FILTERING AWAY THE BLUES -- by Jane Kelley
A lot of the time. my heart hurts. I expect that whenever I read the news. Unfortunately, it's been happening as I read a novel. Only it isn’t exactly a novel. It’s primarily a collection of witty comments about our current culture’s tendency to indulge in witty comments. A comment on the comment on the comment. I'm sure it’s funny. I'm not laughing. I'm sure it hits its targets—the ones I'd aim at too. I'm not cheering.
This particular novel is one of millions. I could put it down and pick another. I can (and do) write my own. Still, I fight the feeling that I too should be more timely/fashionable/current. Live where I am. Live when I do.
Then I remember each day on Earth has a golden hour. Two, in fact––at sunrise and at sunset. When the sun’s light passes through more of the earth’s atmosphere, more of the shorter blue waves get deflected. What remain are the longer wavelengths of red and yellow and gold.
The phrase golden hour also applies to that time just after a medical emergency when treatment is likely to have the best results.
Dear readers and dear friends, this is a time of crisis. We have many problems. Sadly, the tools humans once used to find common ground and foster hope are themselves under attack.
We need stories more than ever. The algorithmic anti-humanists seek to shrink those stories to summaries and staccato bursts of likes and dislikes. They claim people no longer have the will or the capability to sustain interest in anything that requires longer thought.
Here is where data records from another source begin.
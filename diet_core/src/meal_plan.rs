//! Weekly meal plans.
//!
//! Plans are produced by an external text-generation service from a
//! prompt built here. This module owns the prompt, the JSON schema the
//! service must answer with, validation of the answer, and storage of the
//! accepted plan keyed by the Monday of its week.

use crate::{DietPreference, Error, Goal, MacroTotals, Result, UserProfile};
use chrono::{Datelike, Duration, NaiveDate};
use serde::{Deserialize, Serialize};
use std::io::Write;
use std::path::{Path, PathBuf};
use tempfile::NamedTempFile;

/// Days in a generated plan
pub const DAYS_PER_PLAN: usize = 7;

/// Allowed deviation of a day's calories from the target
pub const CALORIE_TOLERANCE: f64 = 0.05;

/// A single food within a meal
#[derive(Clone, Debug, Serialize, Deserialize, PartialEq)]
pub struct MealFood {
    pub item: String,
    pub amount: String,
    pub calories: f64,
    pub protein: f64,
    pub carbs: f64,
    pub fat: f64,
}

#[derive(Clone, Debug, Serialize, Deserialize, PartialEq)]
#[serde(rename_all = "camelCase")]
pub struct Meal {
    pub name: String,
    pub foods: Vec<MealFood>,
    pub total_calories: f64,
    pub total_protein: f64,
    pub total_carbs: f64,
    pub total_fat: f64,
}

#[derive(Clone, Debug, Serialize, Deserialize, PartialEq)]
pub struct DayMeals {
    pub breakfast: Meal,
    pub lunch: Meal,
    pub dinner: Meal,
    pub snack: Meal,
}

impl DayMeals {
    pub fn iter(&self) -> impl Iterator<Item = (&'static str, &Meal)> {
        [
            ("Breakfast", &self.breakfast),
            ("Lunch", &self.lunch),
            ("Dinner", &self.dinner),
            ("Snack", &self.snack),
        ]
        .into_iter()
    }
}

#[derive(Clone, Debug, Serialize, Deserialize, PartialEq)]
#[serde(rename_all = "camelCase")]
pub struct DayPlan {
    pub day: String,
    pub meals: DayMeals,
    pub daily_totals: MacroTotals,
}

impl DayPlan {
    /// Whether the day's calories are within `tolerance` (fraction) of target
    pub fn within_tolerance(&self, calorie_target: i32, tolerance: f64) -> bool {
        let target = f64::from(calorie_target);
        (self.daily_totals.calories - target).abs() <= target * tolerance
    }
}

#[derive(Clone, Debug, Serialize, Deserialize, PartialEq, Default)]
pub struct GroceryList {
    #[serde(default)]
    pub proteins: Vec<String>,
    #[serde(default)]
    pub carbohydrates: Vec<String>,
    #[serde(default)]
    pub fats: Vec<String>,
    #[serde(default)]
    pub vegetables: Vec<String>,
    #[serde(default)]
    pub fruits: Vec<String>,
    #[serde(default)]
    pub other: Vec<String>,
}

/// A seven-day plan as returned by the generator
#[derive(Clone, Debug, Serialize, Deserialize, PartialEq)]
#[serde(rename_all = "camelCase")]
pub struct WeeklyMealPlan {
    pub week_plan: Vec<DayPlan>,
    #[serde(default)]
    pub grocery_list: GroceryList,
}

impl WeeklyMealPlan {
    /// Days whose calories fall outside the tolerance band
    pub fn days_off_target(&self, calorie_target: i32) -> Vec<&DayPlan> {
        self.week_plan
            .iter()
            .filter(|d| !d.within_tolerance(calorie_target, CALORIE_TOLERANCE))
            .collect()
    }
}

/// Everything the prompt needs about the user
#[derive(Clone, Debug, PartialEq)]
pub struct MealPlanInput {
    pub calorie_target: i32,
    pub protein_target: i32,
    pub carb_target: i32,
    pub fat_target: i32,
    pub diet_preference: DietPreference,
    pub goal: Goal,
    pub weight_kg: f64,
}

impl MealPlanInput {
    /// Build from a profile that has completed onboarding
    pub fn from_profile(profile: &UserProfile) -> Result<Self> {
        let targets = profile.require_targets()?;
        let weight_kg = profile
            .weight_kg
            .ok_or_else(|| Error::Profile("Profile has no weight".into()))?;

        Ok(Self {
            calorie_target: targets.calorie_target,
            protein_target: targets.protein_target,
            carb_target: targets.carb_target,
            fat_target: targets.fat_target,
            diet_preference: profile.diet_preference,
            goal: profile.goal_or_default(),
            weight_kg,
        })
    }
}

fn goal_phrase(goal: Goal) -> &'static str {
    match goal {
        Goal::LoseWeight => "lose weight",
        Goal::GainMuscle => "gain muscle",
        Goal::Maintain => "maintain",
    }
}

const RESPONSE_SCHEMA: &str = r#"{
  "weekPlan": [
    {
      "day": "Monday",
      "meals": {
        "breakfast": {
          "name": "Meal name",
          "foods": [
            {"item": "food name", "amount": "100g", "calories": 150, "protein": 10, "carbs": 15, "fat": 5}
          ],
          "totalCalories": 400,
          "totalProtein": 30,
          "totalCarbs": 40,
          "totalFat": 12
        },
        "lunch": { "name": "...", "foods": [...], "totalCalories": 0, "totalProtein": 0, "totalCarbs": 0, "totalFat": 0 },
        "dinner": { "name": "...", "foods": [...], "totalCalories": 0, "totalProtein": 0, "totalCarbs": 0, "totalFat": 0 },
        "snack": { "name": "...", "foods": [...], "totalCalories": 0, "totalProtein": 0, "totalCarbs": 0, "totalFat": 0 }
      },
      "dailyTotals": { "calories": 0, "protein": 0, "carbs": 0, "fat": 0 }
    }
  ],
  "groceryList": {
    "proteins": ["..."],
    "carbohydrates": ["..."],
    "fats": ["..."],
    "vegetables": ["..."],
    "fruits": ["..."],
    "other": ["..."]
  }
}"#;

/// Prompt asking the generator for a seven-day plan
pub fn build_prompt(input: &MealPlanInput) -> String {
    let diet_text = match input.diet_preference {
        DietPreference::None => "no specific dietary restrictions".to_string(),
        other => other.to_string(),
    };

    format!(
        "You are a professional certified nutritionist. Generate a complete 7-day meal plan.

User Profile:
- Daily Calorie Target: {calories} kcal (stay within ±5%)
- Protein Target: {protein}g per day
- Carbohydrate Target: {carbs}g per day
- Fat Target: {fat}g per day
- Dietary Preference: {diet}
- Goal: {goal}
- Current Weight: {weight}kg

Requirements:
1. Each day must include breakfast, lunch, dinner, and 1 snack
2. Every meal must list specific foods with exact quantities (grams or ml)
3. Provide estimated calories and macros (protein, carbs, fat in grams) per food item and meal total
4. Daily totals must be within ±5% of calorie target
5. Meals should be practical, delicious, and varied across the week
6. Respect the dietary preference strictly
7. Include a comprehensive grocery list organized by category

Return ONLY valid JSON matching this exact schema:
{schema}",
        calories = input.calorie_target,
        protein = input.protein_target,
        carbs = input.carb_target,
        fat = input.fat_target,
        diet = diet_text,
        goal = goal_phrase(input.goal),
        weight = input.weight_kg,
        schema = RESPONSE_SCHEMA,
    )
}

/// Parse and validate a generator response
pub fn parse_meal_plan(content: &str) -> Result<WeeklyMealPlan> {
    if content.trim().is_empty() {
        return Err(Error::MealPlan("No response received from generator".into()));
    }

    let plan: WeeklyMealPlan = serde_json::from_str(content)
        .map_err(|e| Error::MealPlan(format!("Failed to parse generator response: {}", e)))?;

    if plan.week_plan.len() != DAYS_PER_PLAN {
        return Err(Error::MealPlan(format!(
            "Meal plan must contain exactly {} days (got {})",
            DAYS_PER_PLAN,
            plan.week_plan.len()
        )));
    }

    tracing::debug!("Parsed meal plan with {} days", plan.week_plan.len());
    Ok(plan)
}

/// Monday of the week containing `date`
pub fn week_start(date: NaiveDate) -> NaiveDate {
    date - Duration::days(i64::from(date.weekday().num_days_from_monday()))
}

fn plan_path(dir: &Path, week: NaiveDate) -> PathBuf {
    dir.join(format!("{}.json", week_start(week).format("%Y-%m-%d")))
}

/// Store an accepted plan for the week containing `week`
pub fn save_plan(dir: &Path, week: NaiveDate, plan: &WeeklyMealPlan) -> Result<PathBuf> {
    std::fs::create_dir_all(dir)?;
    let path = plan_path(dir, week);

    // Write to a temp file in the same directory and rename over the old plan
    let mut temp = NamedTempFile::new_in(dir)?;
    temp.write_all(serde_json::to_string_pretty(plan)?.as_bytes())?;
    temp.as_file().sync_all()?;
    temp.persist(&path).map_err(|e| Error::Io(e.error))?;

    tracing::info!("Saved meal plan to {:?}", path);
    Ok(path)
}

/// Load the stored plan for the week containing `week`, if any
pub fn load_plan(dir: &Path, week: NaiveDate) -> Result<Option<WeeklyMealPlan>> {
    let path = plan_path(dir, week);
    if !path.exists() {
        return Ok(None);
    }
    let contents = std::fs::read_to_string(&path)?;
    Ok(Some(serde_json::from_str(&contents)?))
}

#[cfg(test)]
mod tests {
    use super::*;
    use crate::{ActivityLevel, BiometricProfile, Gender};

    fn meal(name: &str, calories: f64) -> serde_json::Value {
        serde_json::json!({
            "name": name,
            "foods": [
                {"item": "Oats", "amount": "80g", "calories": calories, "protein": 10, "carbs": 40, "fat": 5}
            ],
            "totalCalories": calories,
            "totalProtein": 10,
            "totalCarbs": 40,
            "totalFat": 5
        })
    }

    fn plan_json(days: usize, daily_calories: f64) -> String {
        let day_names = [
            "Monday", "Tuesday", "Wednesday", "Thursday", "Friday", "Saturday", "Sunday", "Extra",
        ];
        let week: Vec<_> = day_names
            .iter()
            .take(days)
            .map(|day| {
                serde_json::json!({
                    "day": day,
                    "meals": {
                        "breakfast": meal("Porridge", daily_calories / 4.0),
                        "lunch": meal("Bowl", daily_calories / 4.0),
                        "dinner": meal("Stew", daily_calories / 4.0),
                        "snack": meal("Fruit", daily_calories / 4.0)
                    },
                    "dailyTotals": {"calories": daily_calories, "protein": 40, "carbs": 160, "fat": 20}
                })
            })
            .collect();

        serde_json::json!({
            "weekPlan": week,
            "groceryList": {"proteins": ["Eggs"], "fruits": ["Banana"]}
        })
        .to_string()
    }

    fn input() -> MealPlanInput {
        MealPlanInput {
            calorie_target: 2056,
            protein_target: 84,
            carb_target: 302,
            fat_target: 57,
            diet_preference: DietPreference::None,
            goal: Goal::LoseWeight,
            weight_kg: 70.0,
        }
    }

    #[test]
    fn test_prompt_includes_targets() {
        let prompt = build_prompt(&input());
        assert!(prompt.contains("Daily Calorie Target: 2056 kcal"));
        assert!(prompt.contains("Protein Target: 84g"));
        assert!(prompt.contains("no specific dietary restrictions"));
        assert!(prompt.contains("Goal: lose weight"));
        assert!(prompt.contains("\"weekPlan\""));
    }

    #[test]
    fn test_prompt_names_diet() {
        let prompt = build_prompt(&MealPlanInput {
            diet_preference: DietPreference::Mediterranean,
            ..input()
        });
        assert!(prompt.contains("Dietary Preference: Mediterranean"));
    }

    #[test]
    fn test_parse_valid_plan() {
        let plan = parse_meal_plan(&plan_json(7, 2000.0)).unwrap();
        assert_eq!(plan.week_plan.len(), 7);
        assert_eq!(plan.week_plan[0].meals.breakfast.total_calories, 500.0);
        assert_eq!(plan.grocery_list.proteins, vec!["Eggs"]);
        assert!(plan.grocery_list.vegetables.is_empty());
    }

    #[test]
    fn test_parse_rejects_wrong_day_count() {
        assert!(matches!(
            parse_meal_plan(&plan_json(6, 2000.0)),
            Err(Error::MealPlan(_))
        ));
        assert!(parse_meal_plan(&plan_json(8, 2000.0)).is_err());
    }

    #[test]
    fn test_parse_rejects_garbage() {
        assert!(matches!(parse_meal_plan(""), Err(Error::MealPlan(_))));
        assert!(matches!(
            parse_meal_plan("```json\n{}\n```"),
            Err(Error::MealPlan(_))
        ));
    }

    #[test]
    fn test_tolerance_band() {
        let plan = parse_meal_plan(&plan_json(7, 2100.0)).unwrap();
        // 2100 is within 5% of 2056 (102.8)
        assert!(plan.days_off_target(2056).is_empty());
        // but not of 1800 (90)
        assert_eq!(plan.days_off_target(1800).len(), 7);
    }

    #[test]
    fn test_week_start_is_monday() {
        let thursday = NaiveDate::from_ymd_opt(2024, 1, 18).unwrap();
        let monday = NaiveDate::from_ymd_opt(2024, 1, 15).unwrap();
        assert_eq!(week_start(thursday), monday);
        assert_eq!(week_start(monday), monday);
    }

    #[test]
    fn test_save_and_load_plan_by_week() {
        let temp_dir = tempfile::tempdir().unwrap();
        let plan = parse_meal_plan(&plan_json(7, 2000.0)).unwrap();
        let wednesday = NaiveDate::from_ymd_opt(2024, 1, 17).unwrap();

        let path = save_plan(temp_dir.path(), wednesday, &plan).unwrap();
        assert!(path.ends_with("2024-01-15.json"));

        let sunday = NaiveDate::from_ymd_opt(2024, 1, 21).unwrap();
        assert_eq!(load_plan(temp_dir.path(), sunday).unwrap(), Some(plan));

        let next_week = NaiveDate::from_ymd_opt(2024, 1, 22).unwrap();
        assert!(load_plan(temp_dir.path(), next_week).unwrap().is_none());
    }

    #[test]
    fn test_input_from_profile() {
        let mut profile = UserProfile::default();
        assert!(MealPlanInput::from_profile(&profile).is_err());

        profile
            .onboard(
                "Sam",
                BiometricProfile {
                    weight_kg: 70.0,
                    height_cm: 175.0,
                    age_years: 30,
                    gender: Gender::Male,
                    activity_level: ActivityLevel::ModeratelyActive,
                    goal: Goal::LoseWeight,
                },
                DietPreference::Keto,
            )
            .unwrap();

        assert_eq!(
            MealPlanInput::from_profile(&profile).unwrap(),
            MealPlanInput {
                diet_preference: DietPreference::Keto,
                ..input()
            }
        );
    }

    #[test]
    fn test_save_plan_replaces_previous_atomically() {
        let temp_dir = tempfile::tempdir().unwrap();
        let monday = NaiveDate::from_ymd_opt(2024, 1, 15).unwrap();

        let first = parse_meal_plan(&plan_json(7, 2000.0)).unwrap();
        let second = parse_meal_plan(&plan_json(7, 2400.0)).unwrap();
        save_plan(temp_dir.path(), monday, &first).unwrap();
        save_plan(temp_dir.path(), monday, &second).unwrap();

        assert_eq!(load_plan(temp_dir.path(), monday).unwrap(), Some(second));

        let names: Vec<String> = std::fs::read_dir(temp_dir.path())
            .unwrap()
            .map(|e| e.unwrap().file_name().to_string_lossy().into_owned())
            .collect();
        assert_eq!(names, vec!["2024-01-15.json"]);
    }
}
Even as they do their best to shatter our concentration or, even worse, capture it for their own purposes.
As Ezra Klein recently wrote in the New York Times, "Algorithmic media companies exploit the difference between our attentional instincts and aspirations. In so doing, they make it harder for us to become who we might wish to be."
They make it harder for us. But they cannot control us.
We can still step outside. Away from the blue screen. And into the golden light.
Jane Kelley is the author of many middle-grade novels. So far, she has declined AI's cheerful offer to summarize them.